[Stored data]

•••

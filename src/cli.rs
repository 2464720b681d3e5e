use clap::Parser;
use std::path::PathBuf;

use crate::audio::FftAlgorithm;
use crate::config::SourceKind;
use crate::display::DisplayMode;

#[derive(Parser, Debug)]
#[command(name = "fftscope")]
#[command(author, version, about = "Real-time audio spectrum analyzer")]
pub struct Args {
    /// Reader: terminal bar display or headless monitor
    #[arg(short, long)]
    pub mode: Option<DisplayMode>,

    /// Config file path
    #[arg(short, long)]
    pub config: Option<PathBuf>,

    /// Capture source
    #[arg(short, long)]
    pub source: Option<SourceKind>,

    /// PulseAudio source name (default: monitor of the default sink)
    #[arg(short, long)]
    pub device: Option<String>,

    /// Raw mono s16le PCM file (implies --source file)
    #[arg(short, long)]
    pub input: Option<PathBuf>,

    /// Sample rate of the input in Hz
    #[arg(short = 'r', long)]
    pub sample_rate: Option<u32>,

    /// Samples per FFT frame (power of two)
    #[arg(short = 'n', long)]
    pub fft_size: Option<usize>,

    /// FFT formulation
    #[arg(short, long)]
    pub algorithm: Option<FftAlgorithm>,

    /// Frequency of the synthetic tone source in Hz
    #[arg(long)]
    pub tone_frequency: Option<f64>,

    /// Reader polls per second
    #[arg(long)]
    pub refresh_rate: Option<u32>,

    /// Display height fraction per unit of magnitude
    #[arg(short, long)]
    pub gain: Option<f64>,

    /// List PulseAudio sources and exit
    #[arg(long)]
    pub list_sources: bool,

    /// Write a commented config file to the default path and exit
    #[arg(long)]
    pub init_config: bool,
}
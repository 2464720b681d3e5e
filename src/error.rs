use std::io;
use thiserror::Error;

/// Errors raised by the analysis pipeline.
#[derive(Debug, Error)]
pub enum AnalysisError {
    /// Window size must be a power of two and at least 2
    #[error("invalid window size {0}: must be a power of two >= 2")]
    InvalidSize(usize),

    #[error("FFT size {0} is not a power of two")]
    SizeNotPowerOfTwo(usize),

    /// The source hit end-of-stream part way through a frame
    #[error("capture ended mid-frame: expected {expected} bytes, received {received}")]
    IncompleteCapture { expected: usize, received: usize },

    #[error("frame has {actual} samples, engine expects {expected}")]
    FrameLength { expected: usize, actual: usize },

    #[error("audio source error: {0}")]
    Source(#[from] io::Error),

    #[error("audio device unavailable: {0}")]
    DeviceUnavailable(String),

    #[error("invalid configuration: {0}")]
    InvalidConfig(String),

    #[error("failed to spawn capture thread: {0}")]
    ThreadSpawn(io::Error),
}
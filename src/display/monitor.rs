use anyhow::Result;
use std::time::Duration;
use tokio::time::MissedTickBehavior;
use tracing::{debug, info};

use crate::audio::{Capture, Spectrum, SpectrumReader};
use crate::config::Config;

/// Headless reader: polls the latest spectrum at `refresh_rate` and logs the
/// dominant frequency whenever it moves to a different bin.
pub async fn run(config: &Config, mut reader: SpectrumReader, capture: &Capture) -> Result<()> {
    let period = Duration::from_secs_f64(1.0 / config.display.refresh_rate.max(1) as f64);
    let mut ticker = tokio::time::interval(period);
    ticker.set_missed_tick_behavior(MissedTickBehavior::Skip);

    let ctrl_c = tokio::signal::ctrl_c();
    tokio::pin!(ctrl_c);

    let mut tracker = PeakTracker::default();

    loop {
        tokio::select! {
            _ = &mut ctrl_c => {
                info!("Interrupted, stopping");
                break;
            }
            _ = ticker.tick() => {
                // Read before the update check so a final publish is never skipped
                let finished = capture.is_finished();
                if reader.has_update() {
                    if let Some(line) = tracker.update(&mut reader) {
                        info!("{}", line);
                    }
                } else if finished {
                    info!("Capture finished");
                    break;
                }
            }
        }
    }

    Ok(())
}

/// Remembers the dominant bin so only moves get reported
#[derive(Debug, Default)]
pub struct PeakTracker {
    last_bin: Option<usize>,
}

impl PeakTracker {
    /// Take the latest spectrum; returns a summary line if the peak moved
    pub fn update(&mut self, reader: &mut SpectrumReader) -> Option<String> {
        let spectrum = reader.latest_and_mark();
        debug!("Generation {}", spectrum.generation());

        let bin = spectrum.peak().map(|(bin, _)| bin);
        if bin == self.last_bin {
            return None;
        }
        self.last_bin = bin;
        describe_peak(&spectrum)
    }
}

/// One-line summary of the strongest bin, `None` before the first cycle
pub fn describe_peak(spectrum: &Spectrum) -> Option<String> {
    let (bin, magnitude) = spectrum.peak()?;
    Some(format!(
        "peak {:.1} Hz (bin {}/{}, magnitude {:.3}, generation {})",
        spectrum.frequency_of(bin),
        bin,
        spectrum.len(),
        magnitude,
        spectrum.generation()
    ))
}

•••

**Instructions for the task:** Please write out only the lines from the one containing "let (bin, magnitude) = spectrum.peak()?;" to the end of the records above, exactly, both ends included.

**Exercise response:**
    let (bin, magnitude) = spectrum.peak()?;
    Some(format!(
        "peak {:.1} Hz (bin {}/{}, magnitude {:.3}, generation {})",
        spectrum.frequency_of(bin),
        bin,
        spectrum.len(),
        magnitude,
        spectrum.generation()
    ))
}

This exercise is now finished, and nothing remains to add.